Карл Брюллов - [8]

Шрифт
Интервал

Со сверстниками Карл делил забавы и досуг. Настоящими же друзьями стали для него в стенах Академии другие люди. В первую очередь, конечно же, любимый брат Федор. Пока Карл был малышом, Федор, будучи много старше, по-отечески опекал его: заходил в классы, прибегал в рекреационные часы. Теперь — иное. С ним можно говорить обо всем: о пустяках и о самом главном, о художестве. Ему можно поведать о том впечатлении, что произвел сегодня любимый Веласкес или Рубенс, увиденный в Эрмитаже или в Строгановской галерее, и получить точный, чисто художественный разбор малейших неточностей в своем рисунке. Поделиться тайной влюбленности в дочь учителя, юную Марью Андреевну Иванову, и выслушать наставление, как следует избегнуть в этюде губительной черноты. С Александром тесная дружба придет позднее, в итальянском вояже.

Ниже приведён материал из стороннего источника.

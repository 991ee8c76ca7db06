//! 算法轨迹的步骤类型
//!
//! 每个步骤都持有自己的状态拷贝（距离数组、前驱数组、访问标记……），
//! 回放时逐个读取即可，不依赖任何仍在变化的状态。

use serde::Serialize;
use std::sync::Arc;

use crate::core::{Distance, Edge, TraceStep};

macro_rules! impl_trace_step {
    ($($step:ty),* $(,)?) => {
        $(
            impl TraceStep for $step {
                fn index(&self) -> usize {
                    self.index
                }

                fn description(&self) -> &str {
                    &self.description
                }
            }
        )*
    };
}

impl_trace_step!(ShortestPathStep, AllPairsStep, MstStep, MatchStep);

/// 单源最短路径步骤的类型
#[derive(Debug, Clone, Copy, PartialEq, Eq, Serialize)]
#[serde(rename_all = "snake_case")]
pub enum ShortestPathAction {
    SelectVertex,
    VisitVertex,
    Relax,
    IterationStart,
    EarlyTermination,
    NegativeCycleDetected,
    NoNegativeCycle,
    Complete,
}

/// Dijkstra 与 Bellman-Ford 的步骤快照
#[derive(Debug, Clone, PartialEq, Eq, Serialize)]
pub struct ShortestPathStep {
    pub index: usize,
    pub description: String,
    pub action: ShortestPathAction,
    pub distances: Vec<Distance>,
    pub previous: Vec<Option<usize>>,
    #[serde(skip_serializing_if = "Option::is_none")]
    pub current_vertex: Option<usize>,
    #[serde(skip_serializing_if = "Option::is_none")]
    pub current_edge: Option<Edge>,
    /// 仅 Dijkstra
    #[serde(skip_serializing_if = "Option::is_none")]
    pub visited: Option<Vec<bool>>,
    /// 以下仅 Bellman-Ford
    #[serde(skip_serializing_if = "Option::is_none")]
    pub iteration: Option<usize>,
    #[serde(skip_serializing_if = "Option::is_none")]
    pub relaxation_count: Option<usize>,
    #[serde(skip_serializing_if = "Option::is_none")]
    pub has_negative_cycle: Option<bool>,
}

impl ShortestPathStep {
    /// 沿前驱数组重建从源点到 `target` 的路径
    ///
    /// 不可达或前驱链成环（负权环）时返回 `None`。
    pub fn path_to(&self, target: usize) -> Option<Vec<usize>> {
        if !self.distances.get(target)?.is_finite() {
            return None;
        }

        let mut path = vec![target];
        let mut current = target;
        while let Some(predecessor) = self.previous[current] {
            if path.contains(&predecessor) {
                return None;
            }
            path.push(predecessor);
            current = predecessor;
        }

        path.reverse();
        Some(path)
    }

    /// 所有有限距离
    pub fn finite_distances(&self) -> Vec<Option<i64>> {
        self.distances.iter().map(Distance::finite).collect()
    }
}

/// Floyd-Warshall 步骤的类型
#[derive(Debug, Clone, Copy, PartialEq, Eq, Serialize)]
#[serde(rename_all = "snake_case")]
pub enum AllPairsAction {
    Intermediate,
    Update,
    Complete,
}

/// Floyd-Warshall 的步骤快照：完整距离矩阵与下一跳矩阵
#[derive(Debug, Clone, PartialEq, Eq, Serialize)]
pub struct AllPairsStep {
    pub index: usize,
    pub description: String,
    pub action: AllPairsAction,
    pub distances: Vec<Vec<Distance>>,
    pub next: Vec<Vec<Option<usize>>>,
    #[serde(skip_serializing_if = "Option::is_none")]
    pub intermediate: Option<usize>,
    #[serde(skip_serializing_if = "Option::is_none")]
    pub pair: Option<(usize, usize)>,
    #[serde(skip_serializing_if = "Option::is_none")]
    pub has_negative_cycle: Option<bool>,
}

impl AllPairsStep {
    pub fn distance(&self, from: usize, to: usize) -> Option<Distance> {
        self.distances.get(from)?.get(to).copied()
    }

    /// 沿下一跳矩阵重建 `from -> to` 的路径
    pub fn path(&self, from: usize, to: usize) -> Option<Vec<usize>> {
        if from == to {
            return self.distances.get(from).map(|_| vec![from]);
        }

        let mut path = vec![from];
        let mut current = from;
        while current != to {
            current = (*self.next.get(current)?.get(to)?)?;
            if path.len() > self.next.len() {
                return None;
            }
            path.push(current);
        }
        Some(path)
    }
}

/// 最小生成树步骤的类型
#[derive(Debug, Clone, Copy, PartialEq, Eq, Serialize)]
#[serde(rename_all = "snake_case")]
pub enum MstAction {
    SortEdges,
    Examine,
    Accept,
    Reject,
    Start,
    SelectEdge,
    AddEdge,
    FrontierEmpty,
    Complete,
}

/// 引擎特有的辅助状态
#[derive(Debug, Clone, PartialEq, Eq, Serialize)]
#[serde(tag = "engine", rename_all = "snake_case")]
pub enum MstAuxiliary {
    Kruskal {
        parent: Vec<usize>,
        sorted_edges: Arc<[Edge]>,
    },
    Prim {
        visited: Vec<bool>,
        frontier: Vec<Edge>,
    },
}

/// Kruskal 与 Prim 的步骤快照
#[derive(Debug, Clone, PartialEq, Eq, Serialize)]
pub struct MstStep {
    pub index: usize,
    pub description: String,
    pub action: MstAction,
    pub mst_edges: Vec<Edge>,
    pub total_weight: i64,
    #[serde(skip_serializing_if = "Option::is_none")]
    pub current_edge: Option<Edge>,
    pub auxiliary: MstAuxiliary,
}

/// 字符串匹配步骤的类型
#[derive(Debug, Clone, Copy, PartialEq, Eq, Serialize)]
#[serde(rename_all = "snake_case")]
pub enum MatchAction {
    WindowShift,
    CharMatch,
    CharMismatch,
    WindowMatched,
    WindowAborted,
    FailureFunction,
    FallBack,
    FullMatch,
    InitialHashes,
    RollingHash,
    HashMatch,
    ExactMatch,
    HashCollision,
    Complete,
}

/// Rabin-Karp 的滚动哈希状态
#[derive(Debug, Clone, PartialEq, Eq, Serialize)]
pub struct RollingHashState {
    pub pattern_hash: u64,
    pub window_hash: u64,
    pub hash_power: u64,
    /// 到目前为止每个窗口的哈希值，下标即窗口起点
    pub window_hashes: Vec<u64>,
}

/// Naive、KMP、Rabin-Karp 的步骤快照
#[derive(Debug, Clone, PartialEq, Eq, Serialize)]
pub struct MatchStep {
    pub index: usize,
    pub description: String,
    pub action: MatchAction,
    #[serde(skip_serializing_if = "Option::is_none")]
    pub text_index: Option<usize>,
    #[serde(skip_serializing_if = "Option::is_none")]
    pub pattern_index: Option<usize>,
    #[serde(skip_serializing_if = "Option::is_none")]
    pub window_start: Option<usize>,
    pub is_match: bool,
    pub comparisons: usize,
    pub matches: Vec<usize>,
    /// KMP 的失效函数
    #[serde(skip_serializing_if = "Option::is_none")]
    pub lps: Option<Arc<[usize]>>,
    #[serde(skip_serializing_if = "Option::is_none")]
    pub hash: Option<RollingHashState>,
}

#[cfg(test)]
mod tests {
    use super::*;

    fn single_source_step(distances: Vec<Distance>, previous: Vec<Option<usize>>) -> ShortestPathStep {
        ShortestPathStep {
            index: 1,
            description: "test".to_string(),
            action: ShortestPathAction::Complete,
            distances,
            previous,
            current_vertex: None,
            current_edge: None,
            visited: None,
            iteration: None,
            relaxation_count: None,
            has_negative_cycle: None,
        }
    }

    #[test]
    fn test_path_to_follows_previous() {
        let step = single_source_step(
            vec![Distance::Finite(0), Distance::Finite(2), Distance::Finite(5)],
            vec![None, Some(0), Some(1)],
        );
        assert_eq!(step.path_to(2), Some(vec![0, 1, 2]));
        assert_eq!(step.path_to(0), Some(vec![0]));
    }

    #[test]
    fn test_path_to_unreachable() {
        let step = single_source_step(
            vec![Distance::Finite(0), Distance::Infinite],
            vec![None, None],
        );
        assert_eq!(step.path_to(1), None);
        assert_eq!(step.path_to(9), None);
    }

    #[test]
    fn test_path_to_detects_predecessor_cycle() {
        let step = single_source_step(
            vec![Distance::Finite(0), Distance::Finite(-3), Distance::Finite(-2)],
            vec![Some(2), Some(2), Some(1)],
        );
        assert_eq!(step.path_to(1), None);
    }

    #[test]
    fn test_all_pairs_path() {
        let step = AllPairsStep {
            index: 1,
            description: "test".to_string(),
            action: AllPairsAction::Complete,
            distances: vec![
                vec![Distance::Finite(0), Distance::Finite(1), Distance::Finite(3)],
                vec![Distance::Infinite, Distance::Finite(0), Distance::Finite(2)],
                vec![Distance::Infinite, Distance::Infinite, Distance::Finite(0)],
            ],
            next: vec![
                vec![None, Some(1), Some(1)],
                vec![None, None, Some(2)],
                vec![None, None, None],
            ],
            intermediate: None,
            pair: None,
            has_negative_cycle: Some(false),
        };
        assert_eq!(step.path(0, 2), Some(vec![0, 1, 2]));
        assert_eq!(step.path(2, 0), None);
        assert_eq!(step.path(1, 1), Some(vec![1]));
    }

    #[test]
    fn test_mst_auxiliary_serializes_engine_tag() {
        let aux = MstAuxiliary::Prim {
            visited: vec![true, false],
            frontier: vec![Edge::new(0, 1, 3)],
        };
        let json = serde_json::to_value(&aux).expect("Serialization should succeed in test");
        assert_eq!(json["engine"], "prim");
    }
}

Пожалуй, ближе всех сошелся Карл с Рабусом, тоже Карлом. Большого художника из него не вышло, как, впрочем, из большинства сотоварищей Брюллова. Но Рабус был предан искусству всей душой. Он был из тех натур, которые одержимы страстней жаждой познания. Именно он приносил в Академию все новинки текущей литературы. Уже в юности начал собирать свою превосходную библиотеку. Постепенно в нем развилась склонность к истории, а после и к философии. Не зря же он потом подружится и будет в переписке с самым философским из русских художников — Александром Ивановым… Когда Брюллов будет писать выпускную программу — «Явление Аврааму трех ангелов у дуба Мамврийского», их мастерские разместятся рядом, дверь в дверь. В постоянном общении, совместных разговорах, обоюдных советах пойдет работа.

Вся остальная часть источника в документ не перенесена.